EXERCISE:
An exact transcription of all the data is the expected reply.
[Start of Attachment]
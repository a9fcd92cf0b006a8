//! Generation infrastructure implementations

pub mod context_builders;
pub mod post_processor;
pub mod template_renderer;

pub use context_builders::PythonContextBuilder;
pub use post_processor::{Formatter, FormatterPostProcessor};
pub use template_renderer::{PACKAGE_MARKER, TeraTemplateRenderer};
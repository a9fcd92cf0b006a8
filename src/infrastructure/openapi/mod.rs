//! OpenAPI document model, parser and loaders

pub mod composite_loader;
pub mod file_loader;
pub mod http_loader;
pub mod parser;
pub mod types;

pub use composite_loader::CompositeOpenApiLoader;
pub use file_loader::FileOpenApiLoader;
pub use http_loader::HttpOpenApiLoader;
pub use parser::{DocumentFormat, OpenApiParser, decode_document};
pub use types::*;

#[cfg(test)]
mod tests {
    use super::*;
    use crate::generation::{GenerationError, OpenApiLoader};
    use std::io::Write;
    use tempfile::NamedTempFile;

    const SPEC_JSON: &str = r#"{
        "openapi": "3.0.0",
        "info": { "title": "Test API", "version": "1.0.0" },
        "paths": {},
        "components": { "schemas": {} }
    }"#;

    fn temp_spec(suffix: &str, content: &str) -> NamedTempFile {
        let mut temp_file = tempfile::Builder::new()
            .suffix(suffix)
            .tempfile()
            .expect("Failed to create temp file");
        temp_file
            .write_all(content.as_bytes())
            .expect("Failed to write temp file");
        temp_file.flush().expect("Failed to flush temp file");
        temp_file
    }

    #[tokio::test]
    async fn test_file_openapi_loader_json() {
        let loader = FileOpenApiLoader::new();
        let temp_file = temp_spec(".json", SPEC_JSON);

        let document = loader.load(temp_file.path().to_str().unwrap()).await.unwrap();
        assert_eq!(document.version, "3.0.0");
        assert_eq!(document.info.unwrap().title, "Test API");
    }

    #[tokio::test]
    async fn test_file_openapi_loader_yaml() {
        let loader = FileOpenApiLoader::new();
        let temp_file = temp_spec(
            ".yaml",
            "openapi: 3.0.0\ninfo:\n  title: Test API\n  version: 1.0.0\npaths: {}\ncomponents:\n  schemas: {}\n",
        );

        let document = loader.load(temp_file.path().to_str().unwrap()).await.unwrap();
        assert_eq!(document.info.unwrap().title, "Test API");
    }

    #[tokio::test]
    async fn test_file_openapi_loader_sniffs_unknown_extension() {
        let loader = FileOpenApiLoader::new();
        let temp_file = temp_spec(".spec", SPEC_JSON);

        assert!(loader.load(temp_file.path().to_str().unwrap()).await.is_ok());
    }

    #[tokio::test]
    async fn test_file_openapi_loader_not_found() {
        let loader = FileOpenApiLoader::new();

        match loader.load("/nonexistent/file.yaml").await.unwrap_err() {
            GenerationError::LoadError(msg) => assert!(msg.contains("/nonexistent/file.yaml")),
            other => panic!("Expected LoadError, got {other}"),
        }
    }

    #[tokio::test]
    async fn test_file_openapi_loader_missing_components() {
        let loader = FileOpenApiLoader::new();
        let temp_file = temp_spec(".json", r#"{ "openapi": "3.0.0", "paths": {} }"#);

        assert!(matches!(
            loader.load(temp_file.path().to_str().unwrap()).await,
            Err(GenerationError::MissingRoot("components.schemas"))
        ));
    }

    #[tokio::test]
    async fn test_composite_loader_file() {
        let loader = CompositeOpenApiLoader::new().unwrap();
        let temp_file = temp_spec(".json", SPEC_JSON);

        assert!(loader.load(temp_file.path().to_str().unwrap()).await.is_ok());
    }

    #[tokio::test]
    async fn test_composite_loader_http() {
        use wiremock::matchers::{method, path};
        use wiremock::{Mock, MockServer, ResponseTemplate};

        let mock_server = MockServer::start().await;

        Mock::given(method("GET"))
            .and(path("/api-spec.json"))
            .respond_with(
                ResponseTemplate::new(200)
                    .set_body_string(SPEC_JSON)
                    .insert_header("content-type", "application/json"),
            )
            .mount(&mock_server)
            .await;

        let loader = CompositeOpenApiLoader::new().unwrap();
        let url = format!("{}/api-spec.json", mock_server.uri());
        let document = loader.load(&url).await.unwrap();

        assert_eq!(document.info.unwrap().title, "Test API");
    }
}
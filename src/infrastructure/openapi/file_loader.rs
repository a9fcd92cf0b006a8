//! File-based OpenAPI document loader
//!
//! This loader handles only file I/O. The actual parsing is done by the OpenApiParser.

use async_trait::async_trait;
use tokio::fs;

use super::parser::{DocumentFormat, OpenApiParser, decode_document};
use crate::generation::{GenerationError, OpenApiLoader};
use crate::infrastructure::openapi::OpenApiContext;

/// Loads OpenAPI documents from local files
pub struct FileOpenApiLoader;

impl FileOpenApiLoader {
    pub fn new() -> Self {
        Self
    }
}

#[async_trait]
impl OpenApiLoader for FileOpenApiLoader {
    async fn load(&self, source: &str) -> Result<OpenApiContext, GenerationError> {
        let content = fs::read_to_string(source).await.map_err(|e| {
            tracing::error!(source = %source, error = %e, "Failed to read OpenAPI document");
            GenerationError::LoadError(format!("Failed to read {source}: {e}"))
        })?;

        let document = decode_document(&content, DocumentFormat::detect(source, None))?;
        OpenApiParser::new(document).parse()
    }
}

impl Default for FileOpenApiLoader {
    fn default() -> Self {
        Self::new()
    }
}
[End of Attachment]
ANSWER BOX:
repository a9fcd92cf0b006a8
//! Generation infrastructure implementations

pub mod context_builders;
pub mod post_processor;
pub mod template_renderer;

pub use context_builders::PythonContextBuilder;
pub use post_processor::{Formatter, FormatterPostProcessor};
pub use template_renderer::{PACKAGE_MARKER, TeraTemplateRenderer};
repository a9fcd92cf0b006a8
filename src/infrastructure/openapi/mod.rs
//! OpenAPI document model, parser and loaders

pub mod composite_loader;
pub mod file_loader;
pub mod http_loader;
pub mod parser;
pub mod types;

pub use composite_loader::CompositeOpenApiLoader;
pub use file_loader::FileOpenApiLoader;
pub use http_loader::HttpOpenApiLoader;
pub use parser::{DocumentFormat, OpenApiParser, decode_document};
pub use types::*;

#[cfg(test)]
mod tests {
    use super::*;
    use crate::generation::{GenerationError, OpenApiLoader};
    use std::io::Write;
    use tempfile::NamedTempFile;

    const SPEC_JSON: &str = r#"{
        "openapi": "3.0.0",
        "info": { "title": "Test API", "version": "1.0.0" },
        "paths": {},
        "components": { "schemas": {} }
    }"#;

    fn temp_spec(suffix: &str, content: &str) -> NamedTempFile {
        let mut temp_file = tempfile::Builder::new()
            .suffix(suffix)
            .tempfile()
            .expect("Failed to create temp file");
        temp_file
            .write_all(content.as_bytes())
            .expect("Failed to write temp file");
        temp_file.flush().expect("Failed to flush temp file");
        temp_file
    }

    #[tokio::test]
    async fn test_file_openapi_loader_json() {
        let loader = FileOpenApiLoader::new();
        let temp_file = temp_spec(".json", SPEC_JSON);

        let document = loader.load(temp_file.path().to_str().unwrap()).await.unwrap();
        assert_eq!(document.version, "3.0.0");
        assert_eq!(document.info.unwrap().title, "Test API");
    }

    #[tokio::test]
    async fn test_file_openapi_loader_yaml() {
        let loader = FileOpenApiLoader::new();
        let temp_file = temp_spec(
            ".yaml",
            "openapi: 3.0.0\ninfo:\n  title: Test API\n  version: 1.0.0\npaths: {}\ncomponents:\n  schemas: {}\n",
        );

        let document = loader.load(temp_file.path().to_str().unwrap()).await.unwrap();
        assert_eq!(document.info.unwrap().title, "Test API");
    }

    #[tokio::test]
    async fn test_file_openapi_loader_sniffs_unknown_extension() {
        let loader = FileOpenApiLoader::new();
        let temp_file = temp_spec(".spec", SPEC_JSON);

        assert!(loader.load(temp_file.path().to_str().unwrap()).await.is_ok());
    }

    #[tokio::test]
    async fn test_file_openapi_loader_not_found() {
        let loader = FileOpenApiLoader::new();

        match loader.load("/nonexistent/file.yaml").await.unwrap_err() {
            GenerationError::LoadError(msg) => assert!(msg.contains("/nonexistent/file.yaml")),
            other => panic!("Expected LoadError, got {other}"),
        }
    }

    #[tokio::test]
    async fn test_file_openapi_loader_missing_components() {
        let loader = FileOpenApiLoader::new();
        let temp_file = temp_spec(".json", r#"{ "openapi": "3.0.0", "paths": {} }"#);

        assert!(matches!(
            loader.load(temp_file.path().to_str().unwrap()).await,
            Err(GenerationError::MissingRoot("components.schemas"))
        ));
    }

    #[tokio::test]
    async fn test_composite_loader_file() {
        let loader = CompositeOpenApiLoader::new().unwrap();
        let temp_file = temp_spec(".json", SPEC_JSON);

        assert!(loader.load(temp_file.path().to_str().unwrap()).await.is_ok());
    }

    #[tokio::test]
    async fn test_composite_loader_http() {
        use wiremock::matchers::{method, path};
        use wiremock::{Mock, MockServer, ResponseTemplate};

        let mock_server = MockServer::start().await;

        Mock::given(method("GET"))
            .and(path("/api-spec.json"))
            .respond_with(
                ResponseTemplate::new(200)
                    .set_body_string(SPEC_JSON)
                    .insert_header("content-type", "application/json"),
            )
            .mount(&mock_server)
            .await;

        let loader = CompositeOpenApiLoader::new().unwrap();
        let url = format!("{}/api-spec.json", mock_server.uri());
        let document = loader.load(&url).await.unwrap();

        assert_eq!(document.info.unwrap().title, "Test API");
    }
}
filename src/infrastructure/openapi/file_loader.rs
repository a9fcd92cf0b006a8
//! File-based OpenAPI document loader
//!
//! This loader handles only file I/O. The actual parsing is done by the OpenApiParser.

use async_trait::async_trait;
use tokio::fs;

use super::parser::{DocumentFormat, OpenApiParser, decode_document};
use crate::generation::{GenerationError, OpenApiLoader};
use crate::infrastructure::openapi::OpenApiContext;

/// Loads OpenAPI documents from local files
pub struct FileOpenApiLoader;

impl FileOpenApiLoader {
    pub fn new() -> Self {
        Self
    }
}

#[async_trait]
impl OpenApiLoader for FileOpenApiLoader {
    async fn load(&self, source: &str) -> Result<OpenApiContext, GenerationError> {
        let content = fs::read_to_string(source).await.map_err(|e| {
            tracing::error!(source = %source, error = %e, "Failed to read OpenAPI document");
            GenerationError::LoadError(format!("Failed to read {source}: {e}"))
        })?;

        let document = decode_document(&content, DocumentFormat::detect(source, None))?;
        OpenApiParser::new(document).parse()
    }
}

impl Default for FileOpenApiLoader {
    fn default() -> Self {
        Self::new()
    }
}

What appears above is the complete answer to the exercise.